The China Initiative was an effort by the United States Department of Justice to prosecute perceived Chinese spies in American research and industry, in order to combat economic espionage. Launched in November 2018, it has been criticized as racist and ineffective. Some of the cases under the China Initiative were based on false evidence provided by the FBI. The Department of Justice announced the end of the program on February 23, 2022, amid criticism of racial profiling of Chinese American citizens and other residents of Chinese origin or ancestry.

Origin 

The China Initiative was a program to prosecute certain science researchers and academics affiliated with China. It was begun by the Department of Justice (DOJ) under then–US President Donald Trump's first Attorney General Jeff Sessions in 2018, with the goal of preventing industrial espionage. Trump and his administration believed that China was using researchers and students to steal American technological innovations.
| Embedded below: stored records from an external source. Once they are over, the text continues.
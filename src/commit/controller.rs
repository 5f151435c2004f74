//! One suggestion round trip: staged changes in, commit (or not) out.

use std::future::Future;
use std::sync::Arc;

use tokio::sync::oneshot;
use tracing::{debug, info};

use crate::commit::choice::{Choice, parse_choice};
use crate::commit::prompter::SelectionPrompter;
use crate::error::{CommitFlowError, ProviderError};
use crate::llm::{CommitSuggestion, LlmProvider, build_prompt, parse_suggestions};
use crate::tui::spinner::{GenerationOutcome, Spinner, race_worker};
use crate::vcs::{ChangeSummary, VersionControlBackend};

const SPINNER_MESSAGE: &str = "Generating commit message suggestions... (q to cancel)";

/// How a commit round trip ended.
#[derive(Debug, Clone, PartialEq, Eq)]
pub enum CommitOutcome {
    Committed(String),
    /// The user backed out at some step. Nothing was committed.
    Cancelled,
    /// The provider replied but no well-formed suggestion was found.
    NoSuggestions,
}

pub struct SelectionController<'a, B: VersionControlBackend + ?Sized, P: SelectionPrompter> {
    backend: &'a B,
    provider: Arc<dyn LlmProvider>,
    prompter: P,
}

impl<'a, B, P> SelectionController<'a, B, P>
where
    B: VersionControlBackend + ?Sized,
    P: SelectionPrompter,
{
    pub fn new(backend: &'a B, provider: Arc<dyn LlmProvider>, prompter: P) -> Self {
        Self {
            backend,
            provider,
            prompter,
        }
    }

    /// Collect the staged summary, failing before any network call when
    /// nothing is staged.
    pub fn prepare(&self) -> Result<ChangeSummary, CommitFlowError> {
        let summary = ChangeSummary::collect(self.backend)?;
        if summary.is_empty() {
            return Err(CommitFlowError::NothingStaged);
        }
        Ok(summary)
    }

    /// Run the provider on a background task and race it against `cancel`.
    pub async fn generate<C>(
        &self,
        summary: &ChangeSummary,
        cancel: C,
    ) -> Result<GenerationOutcome<Vec<CommitSuggestion>>, CommitFlowError>
    where
        C: Future<Output = ()>,
    {
        let prompt = build_prompt(&summary.render());
        debug!(
            "Built prompt of {} bytes for {} provider",
            prompt.len(),
            self.provider.name()
        );

        let (tx, rx) = oneshot::channel::<Result<String, ProviderError>>();
        let provider = Arc::clone(&self.provider);
        tokio::spawn(async move {
            let result = provider.generate(&prompt).await;
            // The receiver is gone when the user cancelled.
            let _ = tx.send(result);
        });

        let spinner = Spinner::start(SPINNER_MESSAGE);
        let outcome = race_worker(rx, cancel).await;
        spinner.finish();

        match outcome? {
            GenerationOutcome::Cancelled => Ok(GenerationOutcome::Cancelled),
            GenerationOutcome::Completed(reply) => {
                let reply = reply?;
                debug!("Raw provider reply:\n{}", reply);
                Ok(GenerationOutcome::Completed(parse_suggestions(&reply)))
            }
        }
    }

    /// Ask until the user picks a suggestion, types a message or cancels.
    pub fn select(&self, suggestions: &[CommitSuggestion]) -> Result<Option<String>, CommitFlowError> {
        loop {
            let input = self.prompter.read_choice(suggestions.len())?;
            match parse_choice(&input, suggestions.len()) {
                Choice::Index(i) => return Ok(Some(suggestions[i].message.clone())),
                Choice::Custom(message) => return Ok(Some(message)),
                Choice::Cancel => return Ok(None),
                Choice::OutOfRange(raw) => {
                    self.prompter.notify(&format!(
                        "Invalid selection '{}': choose 1-{}, 0 to cancel, or type a message",
                        raw,
                        suggestions.len()
                    ));
                }
            }
        }
    }

    /// Record the staged set with `message`.
    pub fn apply(&self, message: &str) -> Result<(), CommitFlowError> {
        self.backend.commit(message)?;
        info!("Committed: {}", message);
        Ok(())
    }

    /// Full round trip: prepare, generate, select, confirm, commit.
    pub async fn run<C>(&self, cancel: C) -> Result<CommitOutcome, CommitFlowError>
    where
        C: Future<Output = ()>,
    {
        let summary = self.prepare()?;
        self.prompter.show_staged(&summary.records);

        let suggestions = match self.generate(&summary, cancel).await? {
            GenerationOutcome::Cancelled => return Ok(CommitOutcome::Cancelled),
            GenerationOutcome::Completed(suggestions) => suggestions,
        };
        if suggestions.is_empty() {
            return Ok(CommitOutcome::NoSuggestions);
        }

        self.prompter.show_suggestions(&suggestions);
        let Some(message) = self.select(&suggestions)? else {
            return Ok(CommitOutcome::Cancelled);
        };

        if !self
            .prompter
            .confirm(&format!("Commit with message '{message}'?"))?
        {
            return Ok(CommitOutcome::Cancelled);
        }

        self.apply(&message)?;
        Ok(CommitOutcome::Committed(message))
    }
}

#[cfg(test)]
mod tests {
    use super::*;
    use crate::commit::prompter::MockSelectionPrompter;
    use crate::error::VcsError;
    use crate::llm::MockProvider;
    use crate::vcs::{ChangeRecord, ChangeStatus, MockVersionControlBackend};
    use mockall::Sequence;
    use mockall::predicate::eq;

    const REPLY: &str = "1 - Add feature\nExplanation: adds feature\n\n2 - Fix bug";

    fn staged_backend() -> MockVersionControlBackend {
        let mut backend = MockVersionControlBackend::new();
        backend.expect_list_changes().returning(|| {
            Ok(vec![
                ChangeRecord::new("a.go", ChangeStatus::Added, true),
                ChangeRecord::new("b.go", ChangeStatus::Modified, true),
            ])
        });
        backend
            .expect_staged_diff_text()
            .returning(|| Ok("=== a.go ===\n+package a\n=== b.go ===\n-x\n+y\n".to_string()));
        backend
    }

    fn quiet_prompter() -> MockSelectionPrompter {
        let mut prompter = MockSelectionPrompter::new();
        prompter.expect_show_staged().return_const(());
        prompter.expect_notify().return_const(());
        prompter
    }

    #[tokio::test]
    async fn test_end_to_end_commits_selected_suggestion() {
        let mut backend = staged_backend();
        backend
            .expect_commit()
            .with(eq("Add feature"))
            .times(1)
            .returning(|_| Ok(()));

        let mut prompter = quiet_prompter();
        prompter
            .expect_show_suggestions()
            .withf(|s: &[CommitSuggestion]| {
                s == [
                    CommitSuggestion::new("Add feature", "adds feature"),
                    CommitSuggestion::new("Fix bug", ""),
                ]
            })
            .times(1)
            .return_const(());
        prompter
            .expect_read_choice()
            .with(eq(2))
            .times(1)
            .returning(|_| Ok("1".to_string()));
        prompter.expect_confirm().times(1).returning(|_| Ok(true));

        let provider = Arc::new(MockProvider::with_reply(REPLY));
        let controller = SelectionController::new(&backend, provider.clone(), prompter);

        let outcome = controller.run(std::future::pending()).await.unwrap();

        assert_eq!(outcome, CommitOutcome::Committed("Add feature".to_string()));
        let prompts = provider.prompts();
        assert_eq!(prompts.len(), 1);
        assert!(prompts[0].contains("a.go (added)"));
        assert!(prompts[0].contains("b.go (modified)"));
    }

    #[tokio::test]
    async fn test_nothing_staged_fails_before_provider_call() {
        let mut backend = MockVersionControlBackend::new();
        backend
            .expect_list_changes()
            .returning(|| Ok(vec![ChangeRecord::new("a.go", ChangeStatus::Added, false)]));
        backend.expect_commit().never();

        let provider = Arc::new(MockProvider::with_reply(REPLY));
        let controller =
            SelectionController::new(&backend, provider.clone(), MockSelectionPrompter::new());

        let result = controller.run(std::future::pending()).await;

        assert!(matches!(result, Err(CommitFlowError::NothingStaged)));
        assert!(provider.prompts().is_empty());
    }

    #[tokio::test]
    async fn test_unparseable_reply_is_no_suggestions() {
        let mut backend = staged_backend();
        backend.expect_commit().never();

        let provider = Arc::new(MockProvider::with_reply("I cannot help with that."));
        let controller = SelectionController::new(&backend, provider, quiet_prompter());

        let outcome = controller.run(std::future::pending()).await.unwrap();
        assert_eq!(outcome, CommitOutcome::NoSuggestions);
    }

    #[tokio::test]
    async fn test_provider_error_is_surfaced() {
        let mut backend = staged_backend();
        backend.expect_commit().never();

        let provider = Arc::new(MockProvider::with_error("connection refused"));
        let controller = SelectionController::new(&backend, provider, quiet_prompter());

        let err = controller.run(std::future::pending()).await.unwrap_err();
        assert!(matches!(err, CommitFlowError::Provider(ProviderError::Mock(_))));
        assert_eq!(err.to_string(), "connection refused");
    }

    #[tokio::test]
    async fn test_cancel_during_generation_commits_nothing() {
        struct SlowProvider;

        #[async_trait::async_trait]
        impl LlmProvider for SlowProvider {
            fn name(&self) -> &'static str {
                "Slow"
            }

            async fn generate(&self, _prompt: &str) -> Result<String, ProviderError> {
                tokio::time::sleep(std::time::Duration::from_secs(30)).await;
                Ok(REPLY.to_string())
            }
        }

        let mut backend = staged_backend();
        backend.expect_commit().never();
        let controller = SelectionController::new(&backend, Arc::new(SlowProvider), quiet_prompter());

        let outcome = controller.run(async {}).await.unwrap();
        assert_eq!(outcome, CommitOutcome::Cancelled);
    }

    #[tokio::test]
    async fn test_cancel_token_at_selection_commits_nothing() {
        let mut backend = staged_backend();
        backend.expect_commit().never();

        let mut prompter = quiet_prompter();
        prompter.expect_show_suggestions().return_const(());
        prompter.expect_read_choice().returning(|_| Ok("0".to_string()));
        prompter.expect_confirm().never();

        let controller =
            SelectionController::new(&backend, Arc::new(MockProvider::with_reply(REPLY)), prompter);

        let outcome = controller.run(std::future::pending()).await.unwrap();
        assert_eq!(outcome, CommitOutcome::Cancelled);
    }

    #[tokio::test]
    async fn test_declined_confirmation_commits_nothing() {
        let mut backend = staged_backend();
        backend.expect_commit().never();

        let mut prompter = quiet_prompter();
        prompter.expect_show_suggestions().return_const(());
        prompter.expect_read_choice().returning(|_| Ok("2".to_string()));
        prompter
            .expect_confirm()
            .withf(|m: &str| m.contains("Fix bug"))
            .returning(|_| Ok(false));

        let controller =
            SelectionController::new(&backend, Arc::new(MockProvider::with_reply(REPLY)), prompter);

        let outcome = controller.run(std::future::pending()).await.unwrap();
        assert_eq!(outcome, CommitOutcome::Cancelled);
    }

    #[test]
    fn test_select_reprompts_after_out_of_range() {
        let backend = MockVersionControlBackend::new();
        let mut seq = Sequence::new();
        let mut prompter = MockSelectionPrompter::new();
        prompter
            .expect_read_choice()
            .times(1)
            .in_sequence(&mut seq)
            .returning(|_| Ok("7".to_string()));
        prompter
            .expect_notify()
            .withf(|m: &str| m.contains("Invalid selection '7'"))
            .times(1)
            .in_sequence(&mut seq)
            .return_const(());
        prompter
            .expect_read_choice()
            .times(1)
            .in_sequence(&mut seq)
            .returning(|_| Ok("2".to_string()));

        let controller =
            SelectionController::new(&backend, Arc::new(MockProvider::with_reply("")), prompter);
        let suggestions = vec![
            CommitSuggestion::new("Add feature", ""),
            CommitSuggestion::new("Fix bug", ""),
        ];

        assert_eq!(controller.select(&suggestions).unwrap(), Some("Fix bug".to_string()));
    }

    #[test]
    fn test_select_custom_message_is_used_verbatim() {
        let backend = MockVersionControlBackend::new();
        let mut prompter = MockSelectionPrompter::new();
        prompter
            .expect_read_choice()
            .returning(|_| Ok("docs: explain setup".to_string()));

        let controller =
            SelectionController::new(&backend, Arc::new(MockProvider::with_reply("")), prompter);
        let suggestions = vec![CommitSuggestion::new("Add feature", "")];

        assert_eq!(
            controller.select(&suggestions).unwrap(),
            Some("docs: explain setup".to_string())
        );
    }

    #[test]
    fn test_apply_surfaces_missing_identity() {
        let mut backend = MockVersionControlBackend::new();
        backend
            .expect_commit()
            .times(1)
            .returning(|_| Err(VcsError::MissingIdentity));

        let controller = SelectionController::new(
            &backend,
            Arc::new(MockProvider::with_reply("")),
            MockSelectionPrompter::new(),
        );

        let err = controller.apply("Add feature").unwrap_err();
        assert!(matches!(err, CommitFlowError::Vcs(VcsError::MissingIdentity)));
    }
}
The DOJ maintains that there is no strict definition of what a China Initiative case is, but most of the cases involve researchers who failed to disclose Chinese funding on grant applications and many involve professors at US institutions. Despite the initiative's goal of combating espionage, no one was convicted or even charged with spying in any China Initiative case.

End 
On 23 February 2022, the DOJ announced that it was ending the China Initiative, largely due to "perceptions that it unfairly painted Chinese Americans and United States residents of Chinese origin as disloyal." Assistant Attorney General for National Security Matthew Olsen said the decision did not mean the DOJ was abandoning its response to the threat posed by China, but rather that it wanted to pursue that goal differently. According to Olsen, the DOJ will continue to combat threats posed by the Chinese government; it will also continue to pursue the cases begun under the program.
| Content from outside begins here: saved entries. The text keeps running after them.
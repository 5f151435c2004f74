//! LLM providers, prompt construction and reply parsing.

pub mod anthropic;
pub mod mock;
pub mod ollama;
pub mod parser;
pub mod prompt;
pub mod provider;

pub use anthropic::AnthropicProvider;
pub use mock::MockProvider;
pub use ollama::OllamaProvider;
pub use parser::{CommitSuggestion, SuggestionParser, parse_suggestions};
pub use prompt::{MAX_SUBJECT_LENGTH, SUGGESTION_COUNT, build_prompt};
pub use provider::{LlmProvider, ProviderConfig, ProviderKind, create_provider};
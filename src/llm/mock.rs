//! Offline provider returning a seeded reply.

use std::sync::Mutex;

use async_trait::async_trait;
use tracing::debug;

use crate::error::ProviderError;
use crate::llm::provider::LlmProvider;

/// Provider that never touches the network.
///
/// Every call returns the same seeded reply or error, and the prompts it
/// received are recorded for inspection.
#[derive(Debug)]
pub struct MockProvider {
    outcome: Result<String, String>,
    prompts: Mutex<Vec<String>>,
}

impl MockProvider {
    pub fn with_reply(reply: impl Into<String>) -> Self {
        Self {
            outcome: Ok(reply.into()),
            prompts: Mutex::new(Vec::new()),
        }
    }

    pub fn with_error(message: impl Into<String>) -> Self {
        Self {
            outcome: Err(message.into()),
            prompts: Mutex::new(Vec::new()),
        }
    }

    /// Prompts received so far, in call order.
    pub fn prompts(&self) -> Vec<String> {
        self.prompts
            .lock()
            .map(|prompts| prompts.clone())
            .unwrap_or_default()
    }
}

#[async_trait]
impl LlmProvider for MockProvider {
    fn name(&self) -> &'static str {
        "Mock"
    }

    async fn generate(&self, prompt: &str) -> Result<String, ProviderError> {
        debug!("Mock provider received prompt of {} bytes", prompt.len());
        if let Ok(mut prompts) = self.prompts.lock() {
            prompts.push(prompt.to_string());
        }
        self.outcome.clone().map_err(ProviderError::Mock)
    }
}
The China Initiative cases typically involved lying or omitting information on disclosure forms. Some cases resulted in convictions, like that of Charles Lieber (who was found guilty of making false statements to federal officials and filing false tax returns) and Meyya Meyyappan (a NASA scientist who pled guilty to making false statements to federal officials). Others have been reined in or abandoned, like that of Gang Chen, or defeated in trial like Anming Hu's. A review of existing cases was conducted and the DOJ is "comfortable with where those cases are."

Aftermath
Although the China Initiative has officially ended, the "climate of fear and anxiety" has not dissipated and scientists are being pressured in other ways according to sources reported by the scientific journal Nature in February 2023. Universities have become more active in "assisting investigations and pursuing potential wrongdoing". Gang Chen states that "The government has not done enough" to allay concerns and "It has only intensified". Jenny Lee, a social scientist at University of Arizona, states that end of the China Initiative provided the illusion that scientists of Chinese descent would receive a reprieve from scrutiny, but the "chilling effect" is still present and the US government has continued to adopt policies and positions perpetuating the narrative that scientists from China are spies. In a survey published in February 2023, a link was found between fear of racial profiling and a desire among scientists to return to China.  
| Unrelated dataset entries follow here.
//! Interactive staging session as an explicit state machine.
//!
//! [`StagingState::transition`] is pure: it moves the cursor and decides which
//! stage/unstage calls an event requires, but never touches the repository.
//! [`StagingSession`] applies those effects one at a time and then rebuilds
//! the rows from a fresh backend query, so the view never drifts from the
//! index even when a call fails halfway through a toggle-all.

use tracing::{debug, warn};

use crate::error::VcsError;
use crate::vcs::{ChangeRecord, ChangeStatus, VersionControlBackend};

/// One file row in the staging view.
#[derive(Debug, Clone, PartialEq, Eq)]
pub struct StagingRow {
    pub path: String,
    pub status: ChangeStatus,
    pub staged: bool,
}

impl From<ChangeRecord> for StagingRow {
    fn from(record: ChangeRecord) -> Self {
        Self {
            path: record.path,
            status: record.status,
            staged: record.staged,
        }
    }
}

/// Input events understood by the session.
#[derive(Debug, Clone, Copy, PartialEq, Eq)]
pub enum StagingEvent {
    Up,
    Down,
    Toggle,
    ToggleAll,
    Confirm,
    Cancel,
}

/// A repository mutation requested by a transition.
#[derive(Debug, Clone, PartialEq, Eq)]
pub enum Effect {
    Stage(String),
    Unstage(String),
}

impl Effect {
    fn inverse(&self) -> Effect {
        match self {
            Effect::Stage(path) => Effect::Unstage(path.clone()),
            Effect::Unstage(path) => Effect::Stage(path.clone()),
        }
    }
}

/// How a session ended.
#[derive(Debug, Clone, Copy, PartialEq, Eq)]
pub enum SessionEnd {
    /// Keep whatever is staged and continue.
    Confirmed,
    /// The user aborted. Mutations already applied stay in effect.
    Cancelled,
}

/// Result of feeding one event to the state machine.
#[derive(Debug, Default, PartialEq, Eq)]
pub struct Transition {
    pub effects: Vec<Effect>,
    pub end: Option<SessionEnd>,
}

impl Transition {
    fn effects(effects: Vec<Effect>) -> Self {
        Self { effects, end: None }
    }

    fn end(end: SessionEnd) -> Self {
        Self {
            effects: Vec::new(),
            end: Some(end),
        }
    }
}

#[derive(Debug, Default)]
pub struct StagingState {
    rows: Vec<StagingRow>,
    cursor: usize,
    quitting: bool,
    /// Effects of the last toggle-all, while no other mutation has happened.
    last_toggle_all: Option<Vec<Effect>>,
    status_message: Option<String>,
}

impl StagingState {
    pub fn new(records: Vec<ChangeRecord>) -> Self {
        Self {
            rows: records.into_iter().map(StagingRow::from).collect(),
            ..Self::default()
        }
    }

    pub fn rows(&self) -> &[StagingRow] {
        &self.rows
    }

    pub fn cursor(&self) -> usize {
        self.cursor
    }

    pub fn is_quitting(&self) -> bool {
        self.quitting
    }

    pub fn status_message(&self) -> Option<&str> {
        self.status_message.as_deref()
    }

    pub fn set_status_message(&mut self, message: impl Into<String>) {
        self.status_message = Some(message.into());
    }

    pub fn staged_count(&self) -> usize {
        self.rows.iter().filter(|row| row.staged).count()
    }

    /// Apply one event and report the mutations it requires.
    pub fn transition(&mut self, event: StagingEvent) -> Transition {
        match event {
            StagingEvent::Up => {
                self.cursor = self.cursor.saturating_sub(1);
                Transition::default()
            }
            StagingEvent::Down => {
                if self.cursor + 1 < self.rows.len() {
                    self.cursor += 1;
                }
                Transition::default()
            }
            StagingEvent::Toggle => {
                self.last_toggle_all = None;
                let Some(row) = self.rows.get(self.cursor) else {
                    return Transition::default();
                };
                let effect = if row.staged {
                    Effect::Unstage(row.path.clone())
                } else {
                    Effect::Stage(row.path.clone())
                };
                Transition::effects(vec![effect])
            }
            StagingEvent::ToggleAll => {
                // A second toggle-all in a row undoes the first.
                let effects = match self.last_toggle_all.take() {
                    Some(previous) => previous.iter().map(Effect::inverse).collect(),
                    None => {
                        let effects = self.toggle_all_effects();
                        self.last_toggle_all = Some(effects.clone());
                        effects
                    }
                };
                Transition::effects(effects)
            }
            StagingEvent::Confirm => Transition::end(SessionEnd::Confirmed),
            StagingEvent::Cancel => {
                self.quitting = true;
                Transition::end(SessionEnd::Cancelled)
            }
        }
    }

    fn toggle_all_effects(&self) -> Vec<Effect> {
        let all_staged = !self.rows.is_empty() && self.rows.iter().all(|row| row.staged);
        if all_staged {
            self.rows
                .iter()
                .map(|row| Effect::Unstage(row.path.clone()))
                .collect()
        } else {
            self.rows
                .iter()
                .filter(|row| !row.staged)
                .map(|row| Effect::Stage(row.path.clone()))
                .collect()
        }
    }

    /// Rebuild rows from backend truth, keeping the cursor on the same path
    /// when it is still listed and clamping it otherwise.
    pub fn refresh(&mut self, records: Vec<ChangeRecord>) {
        let current = self.rows.get(self.cursor).map(|row| row.path.clone());
        self.rows = records.into_iter().map(StagingRow::from).collect();

        self.cursor = current
            .and_then(|path| self.rows.iter().position(|row| row.path == path))
            .unwrap_or(self.cursor)
            .min(self.rows.len().saturating_sub(1));
    }
}

/// Staging session bound to a backend.
pub struct StagingSession<'a, B: VersionControlBackend + ?Sized> {
    backend: &'a B,
    state: StagingState,
}

impl<'a, B: VersionControlBackend + ?Sized> StagingSession<'a, B> {
    /// Start a session from one backend query.
    pub fn start(backend: &'a B) -> Result<Self, VcsError> {
        let records = backend.list_changes()?;
        debug!("Staging session started with {} files", records.len());
        Ok(Self {
            backend,
            state: StagingState::new(records),
        })
    }

    pub fn state(&self) -> &StagingState {
        &self.state
    }

    /// Process one event to completion.
    ///
    /// Effects run serially. The first failing call stops the rest and is
    /// shown as a status message; rows are re-read from the backend either way.
    pub fn handle(&mut self, event: StagingEvent) -> Result<Option<SessionEnd>, VcsError> {
        let transition = self.state.transition(event);
        if transition.effects.is_empty() {
            return Ok(transition.end);
        }

        self.state.status_message = None;
        for effect in &transition.effects {
            let result = match effect {
                Effect::Stage(path) => self.backend.stage(path),
                Effect::Unstage(path) => self.backend.unstage(path),
            };
            if let Err(e) = result {
                warn!("Failed to apply {:?}: {}", effect, e);
                self.state.set_status_message(e.to_string());
                break;
            }
        }

        self.state.refresh(self.backend.list_changes()?);
        Ok(transition.end)
    }

    /// Drive the session from an event source until it ends.
    ///
    /// An exhausted source counts as a cancel.
    pub fn run<I>(mut self, events: I) -> Result<SessionEnd, VcsError>
    where
        I: IntoIterator<Item = StagingEvent>,
    {
        for event in events {
            if let Some(end) = self.handle(event)? {
                return Ok(end);
            }
        }
        Ok(SessionEnd::Cancelled)
    }
}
Chinese American scientists who have been caught up in cases such as Xiaoxing Xi and Gang Chen say that they are still afraid of doing research or applying for federal funding while Anming Hu has had trouble securing funding. Chen says that he fears the government would use the application forms against him as they did before. Xi sought damages for the harm he suffered due to his arrest but his claims were dismissed in March 2022. He spends much of his time raising awareness of anti-Asian sentiment as well as following cases of scientists in similar situations. Both Xi and Hu had their team sizes reduced from before their cases and Hu no longer takes on researchers and students from China to avoid risk. Chen also sought to avoid risk by switching research topics to one with less obvious commercial applications while avoiding contact with researchers and students from China. Hu claims that he would have progressed much further in his research level had he not been caught up in the China Initiative.

Criticism 

Under the China Initiative, the FBI opened thousands of investigations, yet setbacks prompted criticism of the program. In July 2021 six cases were dropped, and that September the case of Anming Hu ended with his acquitted, revealing "law enforcement errors and prosecutorial overzealousness."

Ineffectiveness 

According to a Bloomberg News analysis of the 50 indictments displayed on the China Initiative webpage, the program hadn't "been very successful at catching spies." Most of the cases listed by December 17, 2021, involved individual profiteering or career advancement by the accused, rather than state-directed spying. Despite this, many of these indictments portray the alleged thefts as for the benefit of China. Seton Hall University law professor Margaret Lewis described this as "a conflation of individual motives with a country’s policy goals" that has led to the criminalization of "China-ness."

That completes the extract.